Zosimos Inc. · June 4, 2026 · 12 min read

Not every Alberta clinic that uses reusable instruments can — or should — run a full sterilization program in-house. Some send their devices to another site to be reprocessed. That is allowed. What trips clinics up is the assumption that handing devices to someone else also hands off the responsibility. It does not. Under CPSA's guidance, the physician at the originating clinic stays accountable for the whole chain, and an inspector will look for the paperwork that proves it. Here is the offsite reprocessing protocol, end to end.

This article is for community medical clinics regulated by CPSA's IPAC Program. It is Alberta-specific guidance for independently operated clinics — not a pan-Canadian rule, and not the accreditation process for non-hospital surgical facilities. If you run a surgical suite, see our companion piece on reprocessing in an NHSF.

What "offsite reprocessing" actually means

Offsite reprocessing — CPSA also calls it third-party reprocessing — is when contaminated reusable devices are transported from your clinic to a different location to be cleaned, disinfected, or sterilized, then transported back. It is a partnership between two sites. A small community clinic that performs the occasional minor procedure, but has neither the volume nor the equipment to justify its own sterilizer, is the typical candidate.

The arrangement is permissible. But it adds two new failure points — transport and a second set of hands — on top of everything reprocessing already demands.

The core principle: the originating clinic stays responsible

This is the part to internalize before anything else. Offsite reprocessing is permitted, but the originating-clinic physician still owns every step — the preparation before the devices leave, the reprocessing done elsewhere, and the trip in both directions — and CPSA holds them to that. CPSA's Reusable & Single-Use Medical Device Requirements still apply to your clinic — sending devices elsewhere does not exempt you from them.

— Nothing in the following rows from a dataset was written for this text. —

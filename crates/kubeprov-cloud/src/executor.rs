//! Sequential plan execution

use crate::plan::{Plan, Step};
use crate::provider::ProviderBackend;
use crate::reachability::{Backoff, ReachabilityProbe, wait_for_instances};
use crate::records::{InstanceRecord, write_records};
use crate::report::Reporter;
use kubeprov_core::{ProvisionError, ProvisionedInstance, Result, Role};
use std::collections::BTreeMap;
use std::time::Instant;

/// Result of executing a plan
#[derive(Debug, Default)]
pub struct ExecutionReport {
    /// Created instances per role
    pub created: BTreeMap<Role, Vec<InstanceRecord>>,
    /// Total execution time in milliseconds
    pub duration_ms: u64,
}

impl ExecutionReport {
    pub fn instance_count(&self) -> usize {
        self.created.values().map(Vec::len).sum()
    }
}

/// Walks plan steps in order and stops at the first failure.
///
/// Nothing already created is cleaned up when a step fails.
pub struct PlanExecutor<'a> {
    backend: &'a dyn ProviderBackend,
    probe: &'a dyn ReachabilityProbe,
    reporter: &'a dyn Reporter,
    backoff: Backoff,
}

impl<'a> PlanExecutor<'a> {
    pub fn new(
        backend: &'a dyn ProviderBackend,
        probe: &'a dyn ReachabilityProbe,
        reporter: &'a dyn Reporter,
    ) -> Self {
        Self {
            backend,
            probe,
            reporter,
            backoff: Backoff::default(),
        }
    }

    pub fn with_backoff(mut self, backoff: Backoff) -> Self {
        self.backoff = backoff;
        self
    }

    pub async fn execute(&self, plan: &Plan) -> Result<ExecutionReport> {
        let started = Instant::now();
        let mut report = ExecutionReport::default();

        for (index, step) in plan.steps.iter().enumerate() {
            tracing::debug!(step = index + 1, total = plan.steps.len(), "{}", step);
            self.execute_step(step, &mut report).await?;
        }

        report.duration_ms = started.elapsed().as_millis() as u64;
        Ok(report)
    }

    async fn execute_step(&self, step: &Step, report: &mut ExecutionReport) -> Result<()> {
        match step {
            Step::CreateSecurityGroup { name, description } => {
                self.reporter.info(&format!("Creating security group {}", name));
                self.backend.create_security_group(name, description).await
            }
            Step::AddSecurityRules { group, protocols } => {
                self.reporter.info(&format!("Adding security rules to {}", group));
                self.backend.add_security_rules(group, protocols).await
            }
            Step::CreateNetworkPorts { role, ports } => {
                self.reporter
                    .info(&format!("Creating {} network port(s) for {}", ports.len(), role.plural()));
                self.backend.create_ports(*role, ports).await
            }
            Step::CreateInstances {
                role,
                hosts,
                options,
            } => {
                self.reporter
                    .info(&format!("Creating {} {} instance(s)", hosts.len(), role));
                let records = self.backend.create_instances(*role, hosts, options).await?;
                if records.len() != hosts.len() {
                    return Err(ProvisionError::provider(format!(
                        "{} returned {} record(s) for {} requested {} instance(s)",
                        self.backend.name(),
                        records.len(),
                        hosts.len(),
                        role
                    )));
                }
                report.created.entry(*role).or_default().extend(records);
                Ok(())
            }
            Step::PersistRawInstances { role, destination } => {
                let records = report.created.get(role).map(Vec::as_slice).unwrap_or(&[]);
                write_records(destination, records).await
            }
            Step::WaitForReachability(check) => {
                let instances: Vec<ProvisionedInstance> = report
                    .created
                    .get(&check.role)
                    .ok_or_else(|| {
                        ProvisionError::provider(format!(
                            "no {} instances were created before the reachability check",
                            check.role
                        ))
                    })?
                    .iter()
                    .map(InstanceRecord::to_instance)
                    .collect();
                self.reporter.info(&format!(
                    "Waiting for {} {} instance(s) on port {}",
                    instances.len(),
                    check.role,
                    check.port
                ));
                wait_for_instances(self.probe, &instances, check, &self.backoff).await?;
                self.reporter
                    .success(&format!("{} instances are reachable", check.role));
                Ok(())
            }
        }
    }
}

Practically, that means the load records, the tracking, and the proof that monitoring passed all have to be available at your clinic, even though the sterilizer that produced them sits somewhere else.

Before you start: notify CPSA's IPAC Program

You are expected to notify CPSA's IPAC Program before you engage another location for offsite reprocessing — not after. CPSA needs to be aware of the responsibilities and processes at both sites. Before you make that call, work line by line through CPSA's Self-Assessment Tool for Offsite Reprocessing to see where your arrangement already meets the requirements and where it still has gaps.

Reaching out early is the point. This article walks the steps, but it is not a substitute for CPSA notification or the self-assessment tool — CPSA, not a checklist, is the compliance authority here.

The seven gates CPSA verifies

When you set up an offsite arrangement, CPSA looks for seven things to be in place:

  1. A written agreement between the two locations.
  2. Confirmed roles and responsibilities for the staff at each site.
  3. All reprocessing steps accounted for across the two clinics — no step falling into a gap between them.
  4. A copy of the manufacturer's instructions for use (MIFU) at both sites, for every device being reprocessed.
  5. Appropriately trained and educated staff at both sites.
  6. Written, clinic-specific policies and procedures.
  7. A written recall process that addresses any failure of chemical and/or biological monitoring.

That last one matters more than it looks. The recall process is specifically for monitoring failures — a failed chemical indicator, a positive biological indicator — and a recall by its nature has to be able to reach devices that have already been released. (Recurring documentation and tracking gaps are among the most common findings clinics face; see the top MDR inspection deficiencies.)

Choosing an offsite location

CPSA does not keep a public list of offsite providers and does not endorse vendors — you identify the location, and the physician remains accountable for the choice. Acceptable types include:

  • An AHS or AHS-contracted Medical Device Reprocessing / Central Sterile Reprocessing department (for example, a hospital).
  • A community clinic recently assessed by CPSA's IPAC Program.
  • The MDR area within a CPSA-accredited non-hospital surgical facility.
  • A dental or podiatry facility may be suitable.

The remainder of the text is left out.